Platon condamnait Homere pour avoir ose parler du "rire inextinguible des dieux". Voici le passage homérique en question extrait de l'édition du Centenaire de l'Iliade :
Il dit, et l’auguste Héré aux grands yeux prend peur et s’assied, muette, faisant violence à son cœur. Dans le palais de Zeus, les dieux issus de Ciel commencent à s’irriter. Alors Héphæstos, l’illustre Artisan, se met à leur parler; il veut plaire à sa mère Héré aux bras blancs:
«Ah ! la fâcheuse, l’insupportable affaire, si, pour des mortels, vous disputez tous deux ainsi, et menez tel tumulte au milieu des dieux ! Plus de plaisir au bon festin, si le mauvais parti l’emporte! Moi, à ma mère, pour sage qu’elle soit, j’offre ici un conseil: qu’elle cherche à plaire à Zeus, afin que notre père n’aille plus, en la querellant, troubler notre festin. Et si l’Olympien qui lance l’éclair éprouvait seulement l’envie de la précipiter à bas de son siège!… Il est de beaucoup le plus fort. Allons! va, cherche à le toucher avec des mots apaisants ; et aussitôt l’Olympien nous deviendra favorable.»
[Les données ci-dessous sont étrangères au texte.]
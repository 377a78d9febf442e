//! Database row types, mapped directly from SQLite rows.
//! Distinct from funds-types models to keep the DB layer independent.
//!
//! Amounts are stored as decimal strings and timestamps as RFC 3339 with a
//! fixed nanosecond width, so string order is time order.

use std::str::FromStr;

use anyhow::{Context, Result};
use chrono::{DateTime, SecondsFormat, Utc};
use rust_decimal::Decimal;
use uuid::Uuid;

use funds_types::models::{Deposit, Transaction, User};

pub struct UserRow {
    pub id: String,
    pub username: String,
    pub email: String,
    pub password: String,
    pub role: String,
    pub created_at: String,
    pub is_active: bool,
}

pub struct DepositRow {
    pub id: String,
    pub user_id: String,
    pub amount: String,
    pub proof_url: String,
    pub status: String,
    pub submitted_at: String,
    pub approved_at: Option<String>,
    pub approved_by: Option<String>,
    pub maturity_date: Option<String>,
    pub interest_rate: String,
    pub current_balance: String,
}

pub struct TransactionRow {
    pub id: String,
    pub user_id: String,
    pub deposit_id: Option<String>,
    pub kind: String,
    pub amount: String,
    pub balance_after: String,
    pub timestamp: String,
    pub description: String,
}

pub fn fmt_ts(ts: &DateTime<Utc>) -> String {
    ts.to_rfc3339_opts(SecondsFormat::Nanos, true)
}

pub fn parse_ts(s: &str) -> Result<DateTime<Utc>> {
    Ok(DateTime::parse_from_rfc3339(s)
        .with_context(|| format!("Corrupt timestamp '{}'", s))?
        .with_timezone(&Utc))
}

fn parse_uuid(s: &str) -> Result<Uuid> {
    s.parse().with_context(|| format!("Corrupt id '{}'", s))
}

fn parse_amount(s: &str) -> Result<Decimal> {
    Decimal::from_str(s).with_context(|| format!("Corrupt amount '{}'", s))
}

impl TryFrom<UserRow> for User {
    type Error = anyhow::Error;

    fn try_from(row: UserRow) -> Result<Self> {
        Ok(User {
            id: parse_uuid(&row.id)?,
            username: row.username,
            email: row.email,
            role: row.role.parse()?,
            created_at: parse_ts(&row.created_at)?,
            is_active: row.is_active,
        })
    }
}

impl TryFrom<DepositRow> for Deposit {
    type Error = anyhow::Error;

    fn try_from(row: DepositRow) -> Result<Self> {
        Ok(Deposit {
            id: parse_uuid(&row.id)?,
            user_id: parse_uuid(&row.user_id)?,
            amount: parse_amount(&row.amount)?,
            proof_url: row.proof_url,
            status: row.status.parse()?,
            submitted_at: parse_ts(&row.submitted_at)?,
            approved_at: row.approved_at.as_deref().map(parse_ts).transpose()?,
            approved_by: row.approved_by.as_deref().map(parse_uuid).transpose()?,
            maturity_date: row.maturity_date.as_deref().map(parse_ts).transpose()?,
            interest_rate: parse_amount(&row.interest_rate)?,
            current_balance: parse_amount(&row.current_balance)?,
        })
    }
}

impl TryFrom<TransactionRow> for Transaction {
    type Error = anyhow::Error;

    fn try_from(row: TransactionRow) -> Result<Self> {
        Ok(Transaction {
            id: parse_uuid(&row.id)?,
            user_id: parse_uuid(&row.user_id)?,
            deposit_id: row.deposit_id.as_deref().map(parse_uuid).transpose()?,
            kind: row.kind.parse()?,
            amount: parse_amount(&row.amount)?,
            balance_after: parse_amount(&row.balance_after)?,
            timestamp: parse_ts(&row.timestamp)?,
            description: row.description,
        })
    }
}
use axum::{
    Json,
    http::StatusCode,
    response::{IntoResponse, Response},
};
use tracing::error;

use funds_core::{ErrorKind, FundsError};
use funds_types::api::ErrorResponse;

/// Error returned by every handler.
///
/// Domain errors carry a JSON body; auth failures stay bare status codes.
#[derive(Debug)]
pub enum ApiError {
    Funds(FundsError),
    Detail(ErrorKind, String),
    Status(StatusCode),
    Internal(anyhow::Error),
}

impl ApiError {
    pub fn invalid(detail: impl Into<String>) -> Self {
        ApiError::Detail(ErrorKind::InvalidArgument, detail.into())
    }

    pub fn conflict(detail: impl Into<String>) -> Self {
        ApiError::Detail(ErrorKind::Conflict, detail.into())
    }
}

impl From<FundsError> for ApiError {
    fn from(err: FundsError) -> Self {
        ApiError::Funds(err)
    }
}

impl From<anyhow::Error> for ApiError {
    fn from(err: anyhow::Error) -> Self {
        ApiError::Internal(err)
    }
}

impl From<StatusCode> for ApiError {
    fn from(status: StatusCode) -> Self {
        ApiError::Status(status)
    }
}

pub fn status_for(kind: ErrorKind) -> StatusCode {
    match kind {
        ErrorKind::Conflict => StatusCode::CONFLICT,
        ErrorKind::NotFound => StatusCode::NOT_FOUND,
        ErrorKind::InvalidState | ErrorKind::NotMature | ErrorKind::InvalidArgument => {
            StatusCode::BAD_REQUEST
        }
        ErrorKind::Internal => StatusCode::INTERNAL_SERVER_ERROR,
    }
}

fn body(kind: ErrorKind, detail: String, days_left: Option<i64>) -> Response {
    let response = ErrorResponse {
        detail,
        kind: kind.as_str().to_string(),
        days_left,
    };
    (status_for(kind), Json(response)).into_response()
}

fn internal(err: &anyhow::Error) -> Response {
    // Log the cause, never send it.
    error!("Internal error: {:#}", err);
    body(ErrorKind::Internal, "Internal server error".into(), None)
}

impl IntoResponse for ApiError {
    fn into_response(self) -> Response {
        match self {
            ApiError::Funds(FundsError::Store(err)) => internal(&err),
            ApiError::Funds(err) => body(err.kind(), err.to_string(), err.days_left()),
            ApiError::Detail(kind, detail) => body(kind, detail, None),
            ApiError::Status(status) => status.into_response(),
            ApiError::Internal(err) => internal(&err),
        }
    }
}

/// Run blocking store work off the async runtime.
pub async fn blocking<F, T, E>(f: F) -> Result<T, ApiError>
where
    F: FnOnce() -> Result<T, E> + Send + 'static,
    T: Send + 'static,
    E: Into<ApiError> + Send + 'static,
{
    tokio::task::spawn_blocking(f)
        .await
        .map_err(|e| {
            error!("spawn_blocking join error: {}", e);
            ApiError::Status(StatusCode::INTERNAL_SERVER_ERROR)
        })?
        .map_err(Into::into)
}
Il dit, et, sautant sur ses pieds, il met la coupe à deux anses aux mains de sa mère, en disant:
« Subis l’épreuve, mère ; résigne-toi, quoi qu’il t’en coûte. Que je ne te voie pas de mes yeux, toi que j’aime, recevoir des coups! Je ne pourrais lors t’être utile, en dépit de mon déplaisir. Il est malaisé de lutter avec le dieu de l’Olympe. Une fois déjà, j’ai voulu te défendre : il m’a pris par le pied et lancé loin du seuil sacré. Tout le jour je voguais; au coucher du soleil, je tombai à Lemnos: il ne me restait qu’un souffle. Là, les Sintiens me recueillirent, à peine arrivé au sol.»
Il dit et fait sourire Héré, la déesse aux bras blancs; et, souriante, elle reçoit la coupe que lui offre son fils. Lui, cependant, à tous les autres dieux, va sur sa droite versant le doux nectar, qu’il puise dans le cratère. Et, brusquement, un rire inextinguible jaillit parmi les Bienheureux, à la vue d’Héphæstos s’affairant par la salle!